Stress ulceration can be prevented clinically by prophylaxis with antacids or sucralfate, while hyperosmolar glucose and prostaglandins have prevented gastric mucosal injury in experimental models. We compared these four agents' effectiveness in gastric mucosal protection as well as their interaction with the pathophysiology of hemorrhagic shock. Gastric mucosal injury was produced in a canine model with the insults important in clinical situations: intragastric acid, intragastric bile, and gastric mucosal ischemia. Hypotension was maintained at a constant level for 3 hr, during which one of the prophylactic treatments or vehicle (H 2O) was given hourly intragastrically.
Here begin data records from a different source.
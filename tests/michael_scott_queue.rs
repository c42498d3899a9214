use lockfree::queue::MichaelScottQueue;
use lockfree::{Ebr, He, Hp};
use std::collections::HashSet;
use std::sync::atomic::{AtomicUsize, Ordering};
use std::sync::{Arc, Barrier};
use std::thread;

#[test]
fn single_threaded_fifo_order() {
    let queue: MichaelScottQueue<i32, Ebr> = MichaelScottQueue::new();
    assert_eq!(queue.try_pop(), None);

    for i in 0..50 {
        queue.push(i);
    }
    for i in 0..50 {
        assert_eq!(queue.try_pop(), Some(i));
    }
    assert_eq!(queue.try_pop(), None);
}

fn concurrent_producers_single_consumer<S: lockfree::Scheme + Send + Sync + 'static>() {
    const PRODUCERS: u32 = 6;
    const PER_PRODUCER: u32 = 2_000;

    let queue = Arc::new(MichaelScottQueue::<u32, S>::new());
    let barrier = Arc::new(Barrier::new(PRODUCERS as usize + 1));

    let producers: Vec<_> = (0..PRODUCERS)
        .map(|t| {
            let queue = Arc::clone(&queue);
            let barrier = Arc::clone(&barrier);
            thread::spawn(move || {
                barrier.wait();
                for i in 0..PER_PRODUCER {
                    queue.push(t * PER_PRODUCER + i);
                }
            })
        })
        .collect();

    barrier.wait();
    let mut seen = HashSet::new();
    let mut popped = 0u32;
    while popped < PRODUCERS * PER_PRODUCER {
        if let Some(value) = queue.try_pop() {
            assert!(seen.insert(value), "value {value} observed twice");
            popped += 1;
        }
    }

    for handle in producers {
        handle.join().unwrap();
    }
    assert_eq!(queue.try_pop(), None);
}

#[test]
fn concurrent_producers_single_consumer_ebr() {
    concurrent_producers_single_consumer::<Ebr>();
}

#[test]
fn concurrent_producers_single_consumer_hp() {
    concurrent_producers_single_consumer::<Hp>();
}

#[test]
fn concurrent_producers_single_consumer_he() {
    concurrent_producers_single_consumer::<He>();
}

#[test]
fn every_pushed_value_is_dropped_exactly_once() {
    static DROPS: AtomicUsize = AtomicUsize::new(0);

    struct Counted;
    impl Drop for Counted {
        fn drop(&mut self) {
            DROPS.fetch_add(1, Ordering::Relaxed);
        }
    }

    let queue: MichaelScottQueue<Counted, Ebr> = MichaelScottQueue::new();
    for _ in 0..20 {
        queue.push(Counted);
    }
    for _ in 0..8 {
        queue.try_pop().unwrap();
    }
    assert_eq!(DROPS.load(Ordering::Relaxed), 8);
    drop(queue);
    assert_eq!(DROPS.load(Ordering::Relaxed), 20);
}
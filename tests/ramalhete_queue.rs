use lockfree::queue::RamalheteQueue;
use lockfree::{Ebr, Hp};
use std::collections::HashSet;
use std::sync::atomic::{AtomicUsize, Ordering};
use std::sync::{Arc, Barrier};
use std::thread;

#[test]
fn single_threaded_fifo_order() {
    let queue: RamalheteQueue<i32, Ebr> = RamalheteQueue::new();
    assert_eq!(queue.try_pop(), None);

    for i in 0..50 {
        queue.push(i);
    }
    for i in 0..50 {
        assert_eq!(queue.try_pop(), Some(i));
    }
    assert_eq!(queue.try_pop(), None);
}

#[test]
fn spans_several_segment_nodes() {
    // 512 entries per node (see src/queue/ramalhete.rs); push enough to force
    // at least two node-overflow handoffs.
    let queue: RamalheteQueue<u32, Ebr> = RamalheteQueue::new();
    let total = 512 * 2 + 13;
    for i in 0..total {
        queue.push(i);
    }
    for i in 0..total {
        assert_eq!(queue.try_pop(), Some(i));
    }
    assert_eq!(queue.try_pop(), None);
}

fn concurrent_producers_single_consumer<S: lockfree::Scheme + Send + Sync + 'static>() {
    const PRODUCERS: u32 = 6;
    const PER_PRODUCER: u32 = 2_000;

    let queue = Arc::new(RamalheteQueue::<u32, S>::new());
    let barrier = Arc::new(Barrier::new(PRODUCERS as usize + 1));

    let producers: Vec<_> = (0..PRODUCERS)
        .map(|t| {
            let queue = Arc::clone(&queue);
            let barrier = Arc::clone(&barrier);
            thread::spawn(move || {
                barrier.wait();
                for i in 0..PER_PRODUCER {
                    queue.push(t * PER_PRODUCER + i);
                }
            })
        })
        .collect();

    barrier.wait();
    let mut seen = HashSet::new();
    let mut popped = 0u32;
    while popped < PRODUCERS * PER_PRODUCER {
        if let Some(value) = queue.try_pop() {
            assert!(seen.insert(value), "value {value} observed twice");
            popped += 1;
        }
    }

    for handle in producers {
        handle.join().unwrap();
    }
    assert_eq!(queue.try_pop(), None);
}

#[test]
fn concurrent_producers_single_consumer_ebr() {
    concurrent_producers_single_consumer::<Ebr>();
}

#[test]
fn concurrent_producers_single_consumer_hp() {
    concurrent_producers_single_consumer::<Hp>();
}

#[test]
fn every_pushed_value_is_dropped_exactly_once() {
    static DROPS: AtomicUsize = AtomicUsize::new(0);

    struct Counted;
    impl Drop for Counted {
        fn drop(&mut self) {
            DROPS.fetch_add(1, Ordering::Relaxed);
        }
    }

    let queue: RamalheteQueue<Counted, Ebr> = RamalheteQueue::new();
    for _ in 0..20 {
        queue.push(Counted);
    }
    for _ in 0..8 {
        queue.try_pop().unwrap();
    }
    assert_eq!(DROPS.load(Ordering::Relaxed), 8);
    drop(queue);
    assert_eq!(DROPS.load(Ordering::Relaxed), 20);
}
//! Core, I/O-free building blocks: lookup parameters and identifier
//! sanitization.
pub mod params;
pub mod sanitize;
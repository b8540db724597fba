//! CNPJFETCH CLI entrypoint.
//!
//! Provides a thin wrapper over the `cli` module: parse args, run the
//! lookup pipeline, and exit with appropriate status. For programmatic
//! use, prefer the library API (`cnpjfetch::api`).

use clap::Parser;

mod cli;

fn main() -> Result<(), Box<dyn std::error::Error>> {
    let args = cli::CliArgs::parse();
    cli::run(args)
}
The stomachs were harvested for quantification of gastric mucosal injury after return of shed blood. The percentage of gastric area damaged was significantly decreased to 1.0 ± 0.7% by antacids but was increased to 43.5 ± 4.9% by 16,16-dimethyl prostaglandin E 2 (16,16-dmPGE 2), in comparison to vehicle treatment which caused 28.4 ± 4.7% lesioned mucosa. Additionally, hemodynamic function differed between treatment groups after 1 hr of shock. Irrespective of treatment group, parameters reflecting volume status and hemodynamic function correlated significantly with the amount of gastric mucosal injury measured in individual animals. Intragastric treatments did not variably affect systemic pH or systemic glucose, and neither of these parameters was related to gastric mucosal injury. In conclusion, antacids effectively prevent stress ulceration in canine hemorrhagic shock, while the worsening of gastric mucosal injury and hemodynamic function we observed with 16,16-dmPGE 2 treatment indicates that this agent could be hazardous in hypotensive patients.